__Exercise inputs__.

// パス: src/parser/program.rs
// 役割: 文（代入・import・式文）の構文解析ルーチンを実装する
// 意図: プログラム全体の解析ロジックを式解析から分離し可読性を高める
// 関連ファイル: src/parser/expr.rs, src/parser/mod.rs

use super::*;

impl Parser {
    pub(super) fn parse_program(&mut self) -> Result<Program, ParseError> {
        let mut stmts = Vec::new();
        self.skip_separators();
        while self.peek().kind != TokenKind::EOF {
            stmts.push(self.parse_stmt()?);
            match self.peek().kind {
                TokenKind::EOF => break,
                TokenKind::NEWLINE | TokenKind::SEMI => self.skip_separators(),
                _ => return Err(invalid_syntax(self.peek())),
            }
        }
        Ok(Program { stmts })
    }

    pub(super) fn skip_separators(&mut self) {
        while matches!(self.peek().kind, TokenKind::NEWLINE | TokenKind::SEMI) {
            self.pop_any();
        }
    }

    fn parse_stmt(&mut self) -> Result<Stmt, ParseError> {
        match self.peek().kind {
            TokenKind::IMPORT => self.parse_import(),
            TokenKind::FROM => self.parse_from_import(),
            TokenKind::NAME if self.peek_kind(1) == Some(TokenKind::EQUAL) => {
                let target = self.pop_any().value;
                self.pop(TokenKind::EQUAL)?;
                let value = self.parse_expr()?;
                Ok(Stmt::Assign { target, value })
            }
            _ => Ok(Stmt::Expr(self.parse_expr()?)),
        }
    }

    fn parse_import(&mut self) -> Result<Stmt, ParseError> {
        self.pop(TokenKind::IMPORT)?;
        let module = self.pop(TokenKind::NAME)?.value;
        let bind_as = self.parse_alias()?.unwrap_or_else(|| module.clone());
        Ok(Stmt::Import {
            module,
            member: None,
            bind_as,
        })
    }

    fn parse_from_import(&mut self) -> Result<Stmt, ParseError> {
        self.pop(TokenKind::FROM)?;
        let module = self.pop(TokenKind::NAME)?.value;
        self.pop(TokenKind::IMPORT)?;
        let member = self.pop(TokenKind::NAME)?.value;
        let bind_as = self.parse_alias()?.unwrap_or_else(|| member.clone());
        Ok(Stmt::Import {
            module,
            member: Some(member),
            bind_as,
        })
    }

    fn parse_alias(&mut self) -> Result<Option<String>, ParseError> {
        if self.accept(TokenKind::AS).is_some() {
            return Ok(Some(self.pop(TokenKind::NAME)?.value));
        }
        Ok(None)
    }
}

__Task__.
Set down, exactly as they appear above, all lines from the one that has "use super::*;" down to the one that has "pub(super) fn skip_separators(&mut", including those two and no others.

__Solution for this exercise__.
use super::*;

impl Parser {
    pub(super) fn parse_program(&mut self) -> Result<Program, ParseError> {
        let mut stmts = Vec::new();
        self.skip_separators();
        while self.peek().kind != TokenKind::EOF {
            stmts.push(self.parse_stmt()?);
            match self.peek().kind {
                TokenKind::EOF => break,
                TokenKind::NEWLINE | TokenKind::SEMI => self.skip_separators(),
                _ => return Err(invalid_syntax(self.peek())),
            }
        }
        Ok(Program { stmts })
    }

    pub(super) fn skip_separators(&mut self) {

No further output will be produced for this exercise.